__Work request__
In the entries that follow, which lines hold the string "FileSpec"? List them.

Top of Entries supplied

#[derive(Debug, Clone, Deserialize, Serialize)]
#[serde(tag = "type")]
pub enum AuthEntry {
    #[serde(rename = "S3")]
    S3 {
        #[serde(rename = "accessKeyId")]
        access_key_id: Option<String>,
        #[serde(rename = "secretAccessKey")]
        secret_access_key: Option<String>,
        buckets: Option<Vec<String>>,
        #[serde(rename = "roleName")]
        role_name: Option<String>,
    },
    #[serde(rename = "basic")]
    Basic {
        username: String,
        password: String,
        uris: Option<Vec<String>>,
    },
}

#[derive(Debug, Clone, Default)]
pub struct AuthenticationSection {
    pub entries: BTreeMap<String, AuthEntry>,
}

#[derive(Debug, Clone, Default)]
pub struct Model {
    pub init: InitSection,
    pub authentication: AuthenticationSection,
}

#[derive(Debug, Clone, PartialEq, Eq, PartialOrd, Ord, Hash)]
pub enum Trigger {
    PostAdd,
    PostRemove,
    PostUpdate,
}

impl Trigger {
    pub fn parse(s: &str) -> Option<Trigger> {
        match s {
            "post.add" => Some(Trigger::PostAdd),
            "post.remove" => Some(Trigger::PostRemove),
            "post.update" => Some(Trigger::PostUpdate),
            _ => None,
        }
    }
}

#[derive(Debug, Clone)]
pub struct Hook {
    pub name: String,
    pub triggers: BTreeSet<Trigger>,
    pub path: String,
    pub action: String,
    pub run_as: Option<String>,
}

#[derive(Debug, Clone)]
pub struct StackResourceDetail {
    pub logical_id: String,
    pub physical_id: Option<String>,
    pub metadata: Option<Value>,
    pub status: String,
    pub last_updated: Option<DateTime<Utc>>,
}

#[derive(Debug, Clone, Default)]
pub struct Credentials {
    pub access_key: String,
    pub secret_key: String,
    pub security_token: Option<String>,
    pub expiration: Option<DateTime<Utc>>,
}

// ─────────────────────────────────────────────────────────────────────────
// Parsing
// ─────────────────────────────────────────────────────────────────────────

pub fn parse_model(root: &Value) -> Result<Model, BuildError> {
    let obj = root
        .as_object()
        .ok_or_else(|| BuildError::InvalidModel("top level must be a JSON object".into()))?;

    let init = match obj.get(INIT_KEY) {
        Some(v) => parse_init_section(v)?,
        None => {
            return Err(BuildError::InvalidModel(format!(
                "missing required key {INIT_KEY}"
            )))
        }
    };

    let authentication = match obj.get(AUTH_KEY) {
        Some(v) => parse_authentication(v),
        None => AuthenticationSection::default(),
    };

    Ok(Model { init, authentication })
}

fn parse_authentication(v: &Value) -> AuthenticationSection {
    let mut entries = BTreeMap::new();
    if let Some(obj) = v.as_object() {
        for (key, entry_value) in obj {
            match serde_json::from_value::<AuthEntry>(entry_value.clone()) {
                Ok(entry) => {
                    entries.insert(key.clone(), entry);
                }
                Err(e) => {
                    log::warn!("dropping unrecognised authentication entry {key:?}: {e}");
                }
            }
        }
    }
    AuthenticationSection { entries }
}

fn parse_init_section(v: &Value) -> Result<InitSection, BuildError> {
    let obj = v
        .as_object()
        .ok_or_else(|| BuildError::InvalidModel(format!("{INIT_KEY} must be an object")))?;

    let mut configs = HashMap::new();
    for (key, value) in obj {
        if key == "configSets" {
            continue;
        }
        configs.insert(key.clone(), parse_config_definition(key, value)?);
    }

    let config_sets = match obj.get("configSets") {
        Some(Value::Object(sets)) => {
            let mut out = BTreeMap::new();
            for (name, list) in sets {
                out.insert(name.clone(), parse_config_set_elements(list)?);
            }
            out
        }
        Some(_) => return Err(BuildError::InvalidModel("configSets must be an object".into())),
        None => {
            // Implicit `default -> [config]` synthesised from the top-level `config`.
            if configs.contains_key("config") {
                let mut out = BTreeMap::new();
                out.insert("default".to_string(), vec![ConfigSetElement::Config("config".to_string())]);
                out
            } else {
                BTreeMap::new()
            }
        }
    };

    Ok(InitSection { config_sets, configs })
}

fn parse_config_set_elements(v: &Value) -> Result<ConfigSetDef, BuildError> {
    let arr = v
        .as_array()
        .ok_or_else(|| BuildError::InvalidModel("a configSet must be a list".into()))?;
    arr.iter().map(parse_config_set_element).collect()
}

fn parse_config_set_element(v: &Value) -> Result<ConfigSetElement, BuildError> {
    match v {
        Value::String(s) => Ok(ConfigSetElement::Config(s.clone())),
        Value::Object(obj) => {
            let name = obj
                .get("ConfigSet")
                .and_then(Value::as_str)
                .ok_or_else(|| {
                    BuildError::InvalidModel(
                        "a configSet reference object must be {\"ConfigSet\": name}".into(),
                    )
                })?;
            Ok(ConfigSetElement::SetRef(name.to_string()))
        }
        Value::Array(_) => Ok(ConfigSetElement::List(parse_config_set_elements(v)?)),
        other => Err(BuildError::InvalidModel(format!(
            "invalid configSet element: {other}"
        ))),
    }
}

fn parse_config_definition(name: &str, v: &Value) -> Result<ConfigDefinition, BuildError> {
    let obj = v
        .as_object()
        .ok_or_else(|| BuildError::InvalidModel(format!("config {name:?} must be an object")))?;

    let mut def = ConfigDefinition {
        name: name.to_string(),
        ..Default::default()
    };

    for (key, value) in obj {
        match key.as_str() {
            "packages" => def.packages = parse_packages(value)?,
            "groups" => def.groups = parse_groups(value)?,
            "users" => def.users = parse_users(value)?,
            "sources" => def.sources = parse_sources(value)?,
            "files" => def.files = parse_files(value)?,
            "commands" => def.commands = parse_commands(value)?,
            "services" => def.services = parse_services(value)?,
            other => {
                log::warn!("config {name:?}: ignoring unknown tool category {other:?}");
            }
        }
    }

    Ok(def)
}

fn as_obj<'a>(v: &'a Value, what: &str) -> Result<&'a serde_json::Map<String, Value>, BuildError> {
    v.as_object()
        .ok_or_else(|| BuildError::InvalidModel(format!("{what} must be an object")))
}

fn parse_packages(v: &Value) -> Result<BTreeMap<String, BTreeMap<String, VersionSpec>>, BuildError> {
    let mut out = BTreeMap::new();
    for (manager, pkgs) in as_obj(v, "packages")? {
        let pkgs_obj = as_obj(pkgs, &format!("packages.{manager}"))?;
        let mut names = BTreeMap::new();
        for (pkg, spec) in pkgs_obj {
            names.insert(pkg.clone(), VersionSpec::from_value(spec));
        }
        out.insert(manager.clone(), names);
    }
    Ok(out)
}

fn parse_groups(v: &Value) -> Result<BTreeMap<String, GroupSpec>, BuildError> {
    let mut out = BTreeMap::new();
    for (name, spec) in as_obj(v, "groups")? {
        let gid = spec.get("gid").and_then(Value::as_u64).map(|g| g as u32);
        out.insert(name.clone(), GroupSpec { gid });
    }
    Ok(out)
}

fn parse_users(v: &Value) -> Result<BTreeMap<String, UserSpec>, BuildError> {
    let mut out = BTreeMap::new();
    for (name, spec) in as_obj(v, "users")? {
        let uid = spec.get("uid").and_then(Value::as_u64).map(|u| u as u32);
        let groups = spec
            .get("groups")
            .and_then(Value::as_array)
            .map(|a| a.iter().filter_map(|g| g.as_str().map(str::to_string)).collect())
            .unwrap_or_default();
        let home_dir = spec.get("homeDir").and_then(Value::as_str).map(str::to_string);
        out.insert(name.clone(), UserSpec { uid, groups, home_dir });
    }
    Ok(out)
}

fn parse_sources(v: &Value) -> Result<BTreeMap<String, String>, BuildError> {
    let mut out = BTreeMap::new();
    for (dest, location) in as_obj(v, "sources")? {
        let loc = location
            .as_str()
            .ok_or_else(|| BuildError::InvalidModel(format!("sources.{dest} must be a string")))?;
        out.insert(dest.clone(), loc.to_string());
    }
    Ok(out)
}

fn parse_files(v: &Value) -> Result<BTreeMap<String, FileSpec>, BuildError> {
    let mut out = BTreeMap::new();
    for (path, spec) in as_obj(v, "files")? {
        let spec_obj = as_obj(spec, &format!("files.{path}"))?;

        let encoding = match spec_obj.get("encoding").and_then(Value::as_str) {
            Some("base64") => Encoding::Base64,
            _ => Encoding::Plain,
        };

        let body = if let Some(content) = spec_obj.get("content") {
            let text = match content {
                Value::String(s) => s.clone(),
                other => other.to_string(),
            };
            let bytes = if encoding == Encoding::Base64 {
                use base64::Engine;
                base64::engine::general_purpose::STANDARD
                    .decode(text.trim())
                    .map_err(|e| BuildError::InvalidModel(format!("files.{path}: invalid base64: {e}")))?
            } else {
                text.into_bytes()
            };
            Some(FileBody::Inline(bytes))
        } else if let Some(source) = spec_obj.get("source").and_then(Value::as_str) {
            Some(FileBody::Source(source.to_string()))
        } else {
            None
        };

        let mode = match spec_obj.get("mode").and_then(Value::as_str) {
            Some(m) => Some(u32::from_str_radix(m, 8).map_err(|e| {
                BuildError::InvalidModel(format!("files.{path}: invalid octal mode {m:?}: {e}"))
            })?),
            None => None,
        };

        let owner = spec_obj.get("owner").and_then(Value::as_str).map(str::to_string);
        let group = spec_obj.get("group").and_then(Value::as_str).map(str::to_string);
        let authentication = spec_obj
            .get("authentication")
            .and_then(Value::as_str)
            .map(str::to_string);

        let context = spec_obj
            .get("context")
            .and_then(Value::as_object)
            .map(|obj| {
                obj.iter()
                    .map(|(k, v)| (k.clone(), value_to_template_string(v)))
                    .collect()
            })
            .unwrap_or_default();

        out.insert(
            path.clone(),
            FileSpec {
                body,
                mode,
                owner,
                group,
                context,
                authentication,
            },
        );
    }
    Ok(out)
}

Bottom of Entries supplied
Top of Entries supplied

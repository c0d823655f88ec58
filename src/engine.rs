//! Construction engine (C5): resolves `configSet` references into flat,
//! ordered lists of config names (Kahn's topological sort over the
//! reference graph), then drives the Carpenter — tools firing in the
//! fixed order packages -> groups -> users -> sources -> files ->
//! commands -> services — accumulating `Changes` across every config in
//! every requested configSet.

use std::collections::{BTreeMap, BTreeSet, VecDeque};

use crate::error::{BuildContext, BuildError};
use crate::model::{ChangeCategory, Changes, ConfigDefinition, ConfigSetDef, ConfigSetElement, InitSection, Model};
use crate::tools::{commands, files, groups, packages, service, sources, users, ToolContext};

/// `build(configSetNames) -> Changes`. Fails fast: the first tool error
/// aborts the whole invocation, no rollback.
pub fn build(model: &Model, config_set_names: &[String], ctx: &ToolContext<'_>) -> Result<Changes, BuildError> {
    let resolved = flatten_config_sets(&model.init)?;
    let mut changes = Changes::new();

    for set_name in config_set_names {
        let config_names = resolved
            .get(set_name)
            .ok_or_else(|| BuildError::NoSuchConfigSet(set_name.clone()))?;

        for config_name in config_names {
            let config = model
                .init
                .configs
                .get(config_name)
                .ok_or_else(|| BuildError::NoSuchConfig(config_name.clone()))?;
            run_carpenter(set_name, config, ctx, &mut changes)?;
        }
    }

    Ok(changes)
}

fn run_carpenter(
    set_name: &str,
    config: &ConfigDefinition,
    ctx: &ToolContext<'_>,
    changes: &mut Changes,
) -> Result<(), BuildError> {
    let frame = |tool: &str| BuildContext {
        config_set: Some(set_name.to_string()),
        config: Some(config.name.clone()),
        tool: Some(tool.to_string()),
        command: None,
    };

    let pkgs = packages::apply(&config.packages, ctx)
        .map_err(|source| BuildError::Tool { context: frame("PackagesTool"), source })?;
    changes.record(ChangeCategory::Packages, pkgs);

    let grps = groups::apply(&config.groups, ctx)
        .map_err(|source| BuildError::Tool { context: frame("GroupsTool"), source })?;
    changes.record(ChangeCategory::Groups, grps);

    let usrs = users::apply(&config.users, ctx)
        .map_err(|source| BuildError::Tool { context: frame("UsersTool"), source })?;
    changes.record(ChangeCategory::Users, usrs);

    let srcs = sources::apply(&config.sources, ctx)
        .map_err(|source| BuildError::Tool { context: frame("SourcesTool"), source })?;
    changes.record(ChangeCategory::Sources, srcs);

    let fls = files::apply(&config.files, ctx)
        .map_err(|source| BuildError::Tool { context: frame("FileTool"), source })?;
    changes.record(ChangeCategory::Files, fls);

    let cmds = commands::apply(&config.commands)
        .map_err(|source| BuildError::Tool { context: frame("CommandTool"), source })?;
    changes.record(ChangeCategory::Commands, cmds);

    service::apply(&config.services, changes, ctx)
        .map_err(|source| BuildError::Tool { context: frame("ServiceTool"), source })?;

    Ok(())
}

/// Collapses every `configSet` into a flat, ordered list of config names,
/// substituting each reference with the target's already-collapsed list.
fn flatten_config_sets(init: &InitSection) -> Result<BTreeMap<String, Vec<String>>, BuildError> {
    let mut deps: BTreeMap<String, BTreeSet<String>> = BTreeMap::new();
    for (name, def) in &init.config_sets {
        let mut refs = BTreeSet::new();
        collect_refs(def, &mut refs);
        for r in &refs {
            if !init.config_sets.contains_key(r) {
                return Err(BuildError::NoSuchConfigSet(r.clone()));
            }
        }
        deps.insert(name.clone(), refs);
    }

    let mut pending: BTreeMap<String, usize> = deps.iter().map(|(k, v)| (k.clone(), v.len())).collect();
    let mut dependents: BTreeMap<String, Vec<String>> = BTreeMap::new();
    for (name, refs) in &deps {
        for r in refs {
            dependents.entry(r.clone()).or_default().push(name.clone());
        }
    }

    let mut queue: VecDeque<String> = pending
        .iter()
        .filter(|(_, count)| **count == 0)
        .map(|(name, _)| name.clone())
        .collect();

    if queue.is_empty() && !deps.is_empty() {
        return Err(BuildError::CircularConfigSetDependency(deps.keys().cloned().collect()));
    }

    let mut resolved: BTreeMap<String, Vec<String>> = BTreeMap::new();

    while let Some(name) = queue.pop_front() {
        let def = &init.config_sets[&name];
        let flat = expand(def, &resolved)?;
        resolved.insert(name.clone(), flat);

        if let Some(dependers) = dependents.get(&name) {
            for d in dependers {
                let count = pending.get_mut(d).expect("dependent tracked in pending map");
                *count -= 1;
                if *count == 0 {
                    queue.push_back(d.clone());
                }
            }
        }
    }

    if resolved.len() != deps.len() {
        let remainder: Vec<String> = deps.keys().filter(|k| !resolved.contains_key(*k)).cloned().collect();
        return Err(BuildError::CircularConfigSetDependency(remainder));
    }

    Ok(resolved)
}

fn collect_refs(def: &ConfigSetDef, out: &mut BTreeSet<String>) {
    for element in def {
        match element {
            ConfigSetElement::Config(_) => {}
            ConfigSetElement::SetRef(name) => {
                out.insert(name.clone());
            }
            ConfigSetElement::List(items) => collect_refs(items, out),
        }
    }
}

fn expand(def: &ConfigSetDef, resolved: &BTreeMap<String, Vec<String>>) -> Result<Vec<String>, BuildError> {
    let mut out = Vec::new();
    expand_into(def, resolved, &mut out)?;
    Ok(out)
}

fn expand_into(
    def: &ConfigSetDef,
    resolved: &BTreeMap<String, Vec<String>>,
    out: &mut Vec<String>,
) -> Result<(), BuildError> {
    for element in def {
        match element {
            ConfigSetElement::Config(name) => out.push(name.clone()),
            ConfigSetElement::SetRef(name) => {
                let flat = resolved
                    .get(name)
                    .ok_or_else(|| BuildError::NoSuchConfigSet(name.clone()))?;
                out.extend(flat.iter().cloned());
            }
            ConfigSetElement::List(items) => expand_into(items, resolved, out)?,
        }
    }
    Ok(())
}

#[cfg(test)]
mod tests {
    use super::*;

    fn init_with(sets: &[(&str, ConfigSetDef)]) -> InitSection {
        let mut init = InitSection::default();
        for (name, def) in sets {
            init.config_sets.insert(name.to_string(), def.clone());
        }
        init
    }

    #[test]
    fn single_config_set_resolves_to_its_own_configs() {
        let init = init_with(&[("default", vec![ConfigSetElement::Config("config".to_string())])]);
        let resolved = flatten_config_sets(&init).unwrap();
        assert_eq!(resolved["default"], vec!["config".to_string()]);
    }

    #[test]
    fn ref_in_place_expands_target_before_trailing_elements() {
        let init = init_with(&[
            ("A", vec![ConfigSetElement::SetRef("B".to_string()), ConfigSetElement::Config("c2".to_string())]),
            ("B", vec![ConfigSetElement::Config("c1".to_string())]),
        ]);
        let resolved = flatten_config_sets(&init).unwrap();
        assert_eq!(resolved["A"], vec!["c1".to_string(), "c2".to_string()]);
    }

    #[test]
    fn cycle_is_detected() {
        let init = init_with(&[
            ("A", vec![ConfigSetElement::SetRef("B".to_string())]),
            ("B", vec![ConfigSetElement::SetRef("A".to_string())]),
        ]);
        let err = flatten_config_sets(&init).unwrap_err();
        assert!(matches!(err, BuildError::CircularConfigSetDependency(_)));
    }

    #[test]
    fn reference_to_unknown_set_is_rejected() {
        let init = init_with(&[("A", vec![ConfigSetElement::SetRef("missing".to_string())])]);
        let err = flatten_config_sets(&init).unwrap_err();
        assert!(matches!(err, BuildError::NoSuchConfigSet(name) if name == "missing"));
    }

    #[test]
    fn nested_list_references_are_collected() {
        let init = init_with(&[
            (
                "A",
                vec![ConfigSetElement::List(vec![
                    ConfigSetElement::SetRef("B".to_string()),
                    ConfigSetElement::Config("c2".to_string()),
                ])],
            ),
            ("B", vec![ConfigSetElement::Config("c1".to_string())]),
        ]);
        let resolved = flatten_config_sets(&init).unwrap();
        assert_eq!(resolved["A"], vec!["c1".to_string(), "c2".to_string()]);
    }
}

Bottom of Entries supplied

__Response to the exercise__
fn parse_files(v: &Value) -> Result<BTreeMap<String, FileSpec>, BuildError> {
            FileSpec {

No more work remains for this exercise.